FoxA1, le gène qui active les lymphocytes T régulateurs

Quel est le rôle joué par FoxA1 ?

Par des techniques de biologie moléculaire et de biochimie, les chercheurs ont montré que ce gène induisait l’activation d’une cascade moléculaire transformant les lymphocytes T régulateurs en machines tueuses de lymphocytes destructeurs de myéline. En forçant l’expression de ce gène, ils ont d’ailleurs réussi à diminuer l’inflammation cérébrale chez la souris. Pour finir, les scientifiques ont examiné des échantillons sanguins de personnes touchées par la sclérose en plaques, avant et après un traitement de deux ans avec des interférons bêta, des médicaments utilisés comme immunomodulateur. Ils ont alors découvert que ce traitement augmentait le nombre de lymphocytes T régulateurs exprimant FoxA1, expliquant ainsi son action thérapeutique.

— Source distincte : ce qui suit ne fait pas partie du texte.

//! HTTP-facing types shared by the client under test and the simulator.
//!
//! # Data Flow
//! ```text
//! client under test
//!     → request.rs (NetworkRequest, RequestId)
//!     → network.rs (Network::send / Network::cancel, callbacks, payload)
//!     → [simulator decides what happens] (simulator/)
//!     → response.rs (NetworkResponse / ErrorCode into the completion callback)
//! ```

pub mod network;
pub mod request;
pub mod response;

pub use network::{
    lock_payload, Callback, DataCallback, HeaderCallback, Network, Payload, PayloadBuffer,
    PayloadSink,
};
pub use request::{NetworkRequest, RequestId, Verb};
pub use response::{ErrorCode, NetworkResponse, SendOutcome};

/// Ordered list of `(name, value)` header pairs.
pub type Headers = Vec<(String, String)>;
//! Scripted responses replayed through the mock network.

use std::time::{Duration, Instant};

use netmock::http::{Headers, PayloadBuffer};
use netmock::{return_http_response, NetworkMock, NetworkResponse, RequestId, ScriptedResponse};

mod common;
use common::{fast_config, RecordingClient, WAIT};

fn headers() -> Headers {
    vec![
        ("content-type".to_string(), "application/json".to_string()),
        ("cache-control".to_string(), "max-age=60".to_string()),
    ]
}

#[tokio::test]
async fn test_data_callback_gets_offset_and_full_length() {
    fast_config();
    let network = NetworkMock::new();
    let id = RequestId::next();
    network.expect_send(return_http_response(
        NetworkResponse::new().with_status(206),
        "{\"k\":1}",
        headers(),
        Duration::from_millis(10),
        id,
        512,
    ));

    let (client, done) = RecordingClient::new();
    let outcome = client.send(&network, "https://example.com/range");
    assert_eq!(outcome.request_id(), id);
    done.wait_timeout(WAIT).await.unwrap();

    client.with_observed(|seen| {
        assert_eq!(seen.chunks, vec![(b"{\"k\":1}".to_vec(), 512, 7)]);
        assert_eq!(seen.headers, headers());
        assert_eq!(seen.responses.len(), 1);
        assert_eq!(seen.responses[0].status(), 206);
        assert_eq!(seen.responses[0].request_id(), id);
    });
}

#[tokio::test]
async fn test_payload_is_appended_and_rewound() {
    fast_config();
    let network = NetworkMock::new();
    let id = RequestId::next();
    network.expect_send(return_http_response(
        NetworkResponse::new().with_status(200),
        "-body",
        Headers::new(),
        Duration::ZERO,
        id,
        0,
    ));

    let buffer = PayloadBuffer::with_contents(b"prefix".to_vec());
    let (client, done) = RecordingClient::new();
    client.send_into(&network, "https://example.com/blob", buffer.payload());
    done.wait_timeout(WAIT).await.unwrap();

    assert_eq!(buffer.contents(), b"prefix-body");
    assert_eq!(buffer.position(), 0);
    client.with_observed(|seen| assert!(seen.chunks.is_empty()));
}

#[tokio::test]
async fn test_send_returns_before_delay_elapses() {
    fast_config();
    let network = NetworkMock::new();
    let delay = Duration::from_millis(150);
    network.expect_send(return_http_response(
        NetworkResponse::new().with_status(200),
        "late",
        Headers::new(),
        delay,
        RequestId::next(),
        0,
    ));

    let (client, done) = RecordingClient::new();
    let started = Instant::now();
    client.send(&network, "https://example.com/slow");
    assert!(started.elapsed() < delay);
    client.with_observed(|seen| assert!(seen.responses.is_empty()));

    done.wait_timeout(WAIT).await.unwrap();
    assert!(started.elapsed() >= delay);
}

#[tokio::test]
async fn test_default_send_serves_repeated_requests() {
    let config = fast_config();
    let network = NetworkMock::new();
    let id = RequestId::next();
    let scripted = ScriptedResponse::new(
        NetworkResponse::new().with_status(200),
        "ok",
        headers(),
        Duration::from_millis(1),
        id,
        0,
    )
    .with_config(&config);
    network.set_default_send(move || scripted.clone().into_action());

    for _ in 0..3 {
        let (client, done) = RecordingClient::new();
        assert_eq!(client.send(&network, "https://example.com/again").request_id(), id);
        done.wait_timeout(WAIT).await.unwrap();
        client.with_observed(|seen| assert_eq!(seen.responses[0].request_id(), id));
    }
    assert_eq!(network.send_count(), 3);
    assert_eq!(network.sent_requests()[2].url(), "https://example.com/again");
}

#[tokio::test]
async fn test_completion_fires_without_body_sink() {
    fast_config();
    let network = NetworkMock::new();
    let id = RequestId::next();
    network.expect_send(return_http_response(
        NetworkResponse::new().with_status(200),
        "dropped",
        headers(),
        Duration::ZERO,
        id,
        0,
    ));

    let (client, done) = RecordingClient::new();
    client.send_without_body_sink(&network, "https://example.com/nowhere");
    done.wait_timeout(WAIT).await.expect("completion never delivered");

    client.with_observed(|seen| {
        assert_eq!(seen.responses.len(), 1);
        assert_eq!(seen.responses[0].status(), 200);
        assert_eq!(seen.responses[0].request_id(), id);
        assert_eq!(seen.headers, headers());
        assert!(seen.chunks.is_empty());
    });
}
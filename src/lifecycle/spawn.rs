//! Detached background execution.
//!
//! Simulated network work runs on its own OS thread whose handle is dropped
//! immediately. Callers never join; completion is observed through signals.

use std::thread;

use crate::observability::metrics;

/// Run `f` on a named, detached thread.
///
/// Returns `false` if the OS refused to create the thread. The failure is
/// logged and counted here; callers only decide what else to skip.
pub fn spawn_detached<F>(name: String, f: F) -> bool
where
    F: FnOnce() + Send + 'static,
{
    match thread::Builder::new().name(name.clone()).spawn(f) {
        Ok(_handle) => true,
        Err(e) => {
            tracing::error!(thread = %name, error = %e, "Failed to spawn background thread");
            metrics::record_spawn_failure();
            false
        }
    }
}

#[cfg(test)]
mod tests {
    use super::*;
    use std::sync::mpsc;

    #[test]
    fn test_runs_on_named_thread() {
        let (tx, rx) = mpsc::channel();
        assert!(spawn_detached("netmock-test-7".to_string(), move || {
            let name = thread::current().name().map(str::to_owned);
            tx.send(name).unwrap();
        }));
        assert_eq!(rx.recv().unwrap().as_deref(), Some("netmock-test-7"));
    }
}
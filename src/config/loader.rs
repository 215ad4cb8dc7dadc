//! Configuration loading from disk.

use std::fs;
use std::path::Path;
use thiserror::Error;

use crate::config::schema::SimulatorConfig;
use crate::config::validation::{validate_config, ValidationError};

/// Error type for configuration loading.
#[derive(Debug, Error)]
pub enum ConfigError {
    #[error("IO error: {0}")]
    Io(#[from] std::io::Error),

    #[error("Parse error: {0}")]
    Parse(#[from] toml::de::Error),

    #[error("Validation failed: {}", join_errors(.0))]
    Validation(Vec<ValidationError>),
}

fn join_errors(errors: &[ValidationError]) -> String {
    errors
        .iter()
        .map(ToString::to_string)
        .collect::<Vec<_>>()
        .join(", ")
}

/// Parse and validate configuration from a TOML string.
pub fn parse_config(content: &str) -> Result<SimulatorConfig, ConfigError> {
    let config: SimulatorConfig = toml::from_str(content)?;
    validate_config(&config).map_err(ConfigError::Validation)?;
    Ok(config)
}

/// Load and validate configuration from a TOML file.
pub fn load_config(path: &Path) -> Result<SimulatorConfig, ConfigError> {
    let content = fs::read_to_string(path)?;
    let config = parse_config(&content)?;
    tracing::debug!(path = ?path, latency_ms = config.latency_ms, "Simulator configuration loaded");
    Ok(config)
}
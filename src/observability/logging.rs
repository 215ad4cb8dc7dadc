//! Structured logging.
//!
//! # Design Decisions
//! - Uses tracing crate for structured logging
//! - `RUST_LOG` wins over the configured level
//! - Safe to call from every test: a second initialization is ignored

use tracing_subscriber::{layer::SubscriberExt, util::SubscriberInitExt, EnvFilter};

/// Install a global subscriber logging at `level` (e.g. "debug").
///
/// Returns `false` if a subscriber was already installed.
pub fn init_logging(level: &str) -> bool {
    let filter = EnvFilter::try_from_default_env()
        .unwrap_or_else(|_| EnvFilter::new(format!("netmock={}", level)));

    tracing_subscriber::registry()
        .with(filter)
        .with(tracing_subscriber::fmt::layer().with_test_writer().with_thread_names(true))
        .try_init()
        .is_ok()
}
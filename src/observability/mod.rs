//! Observability subsystem.
//!
//! # Data Flow
//! ```text
//! simulator/ and lifecycle/ produce:
//!     → logging.rs (structured events keyed by request_id)
//!     → metrics.rs (request / outcome counters)
//! ```
//!
//! # Design Decisions
//! - Events carry the request ID so interleaved threads stay readable
//! - Metrics are cheap and off the delivery path's critical section

pub mod logging;
pub mod metrics;

use crate::config::SimulatorConfig;

/// Apply the observability part of a configuration.
pub fn init(config: &SimulatorConfig) {
    metrics::set_enabled(config.metrics_enabled);
    if !logging::init_logging(&config.log_level) {
        tracing::debug!("Logging already initialized");
    }
}
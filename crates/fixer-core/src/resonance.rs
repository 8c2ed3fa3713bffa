//! Resonance: the multi-dimensional trust index.

use std::collections::HashMap;
use std::fmt;

use chrono::{DateTime, Utc};
use serde::{Deserialize, Serialize};
use uuid::Uuid;

use crate::error::{FixerError, Result};

/// Tolerance when checking that dimension weights sum to one.
pub const WEIGHT_EPSILON: f64 = 1e-6;

/// One axis of the trust index. A fixed, closed enumeration: adding a
/// dimension means re-normalizing every weight set, never an implicit edit.
#[derive(Debug, Clone, Copy, PartialEq, Eq, Hash, Serialize, Deserialize)]
#[serde(rename_all = "snake_case")]
pub enum ResonanceDimension {
    /// Executor reputation score, normalized.
    Reputation,
    /// Romance event history.
    Romance,
    /// Social event attendance.
    SocialEvents,
    /// Alliance standing changes.
    Alliance,
    /// Crisis-response history.
    CrisisBuffer,
}

impl ResonanceDimension {
    /// All dimensions, in weight order.
    pub fn all() -> [ResonanceDimension; 5] {
        [
            ResonanceDimension::Reputation,
            ResonanceDimension::Romance,
            ResonanceDimension::SocialEvents,
            ResonanceDimension::Alliance,
            ResonanceDimension::CrisisBuffer,
        ]
    }
}

/// The entity a resonance index is computed for.
#[derive(Debug, Clone, Copy, PartialEq, Eq, Hash, Serialize, Deserialize)]
#[serde(tag = "type", rename_all = "snake_case")]
pub enum ResonanceSubject {
    Actor { id: Uuid },
    Guild { id: Uuid },
}

impl ResonanceSubject {
    pub fn actor(id: Uuid) -> Self {
        ResonanceSubject::Actor { id }
    }

    pub fn guild(id: Uuid) -> Self {
        ResonanceSubject::Guild { id }
    }

    pub fn id(&self) -> Uuid {
        match self {
            ResonanceSubject::Actor { id } => *id,
            ResonanceSubject::Guild { id } => *id,
        }
    }
}

impl fmt::Display for ResonanceSubject {
    fn fmt(&self, f: &mut fmt::Formatter<'_>) -> fmt::Result {
        match self {
            ResonanceSubject::Actor { id } => write!(f, "actor {}", id),
            ResonanceSubject::Guild { id } => write!(f, "guild {}", id),
        }
    }
}

/// Configured weight of each dimension in the composite index.
///
/// Weights are an external configuration input. A set that does not sum to
/// 1.0 (within [`WEIGHT_EPSILON`]) is rejected at construction, never
/// silently renormalized.
#[derive(Debug, Clone, Copy, PartialEq, Serialize, Deserialize)]
pub struct ResonanceWeights {
    pub reputation: f64,
    pub romance: f64,
    pub social_events: f64,
    pub alliance: f64,
    pub crisis_buffer: f64,
}

impl Default for ResonanceWeights {
    /// Uniform weighting across all five dimensions.
    fn default() -> Self {
        Self {
            reputation: 0.2,
            romance: 0.2,
            social_events: 0.2,
            alliance: 0.2,
            crisis_buffer: 0.2,
        }
    }
}

impl ResonanceWeights {
    /// Build a validated weight set.
    pub fn new(
        reputation: f64,
        romance: f64,
        social_events: f64,
        alliance: f64,
        crisis_buffer: f64,
    ) -> Result<Self> {
        let weights = Self {
            reputation,
            romance,
            social_events,
            alliance,
            crisis_buffer,
        };
        weights.validate()?;
        Ok(weights)
    }

    /// Check that every weight is non-negative and the sum is 1.0.
    pub fn validate(&self) -> Result<()> {
        let values = [
            self.reputation,
            self.romance,
            self.social_events,
            self.alliance,
            self.crisis_buffer,
        ];

        if values.iter().any(|w| *w < 0.0) {
            return Err(FixerError::InvalidWeights {
                message: "dimension weights must be non-negative".to_string(),
            });
        }

        let sum: f64 = values.iter().sum();
        if (sum - 1.0).abs() > WEIGHT_EPSILON {
            return Err(FixerError::InvalidWeights {
                message: format!("dimension weights must sum to 1.0, got {}", sum),
            });
        }

        Ok(())
    }

    /// Weight of a single dimension.
    pub fn weight(&self, dimension: ResonanceDimension) -> f64 {
        match dimension {
            ResonanceDimension::Reputation => self.reputation,
            ResonanceDimension::Romance => self.romance,
            ResonanceDimension::SocialEvents => self.social_events,
            ResonanceDimension::Alliance => self.alliance,
            ResonanceDimension::CrisisBuffer => self.crisis_buffer,
        }
    }
}

/// The computed trust index for one subject.
#[derive(Debug, Clone, Serialize, Deserialize)]
pub struct ResonanceIndex {
    /// Who this index describes.
    pub subject: ResonanceSubject,

    /// Normalized [0, 1] score per dimension.
    pub scores: HashMap<ResonanceDimension, f64>,

    /// Weighted sum across dimensions.
    pub composite: f64,

    /// When the index was aggregated.
    pub computed_at: DateTime<Utc>,
}

impl ResonanceIndex {
    /// Score for one dimension; 0.0 when absent.
    pub fn score(&self, dimension: ResonanceDimension) -> f64 {
        self.scores.get(&dimension).copied().unwrap_or(0.0)
    }
}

« Nos résultats ouvrent la voie vers de nouveaux traitements contre la sclérose en plaques, raconte Shohreh Issazadeh-Navikas, la directrice de l’étude. Chez la souris, nous avons réussi à activer ces nouveaux lymphocytes T régulateurs par des méthodes génétiques et chimiques. Qu’en sera-t-il chez l’Homme ? » Dans le futur, l’équipe souhaiterait répondre à cette question.
Elle voudrait également évaluer le rôle des globules blancs identifiés dans le développement d’autres maladies auto-immunes, le diabète de type 1 par exemple.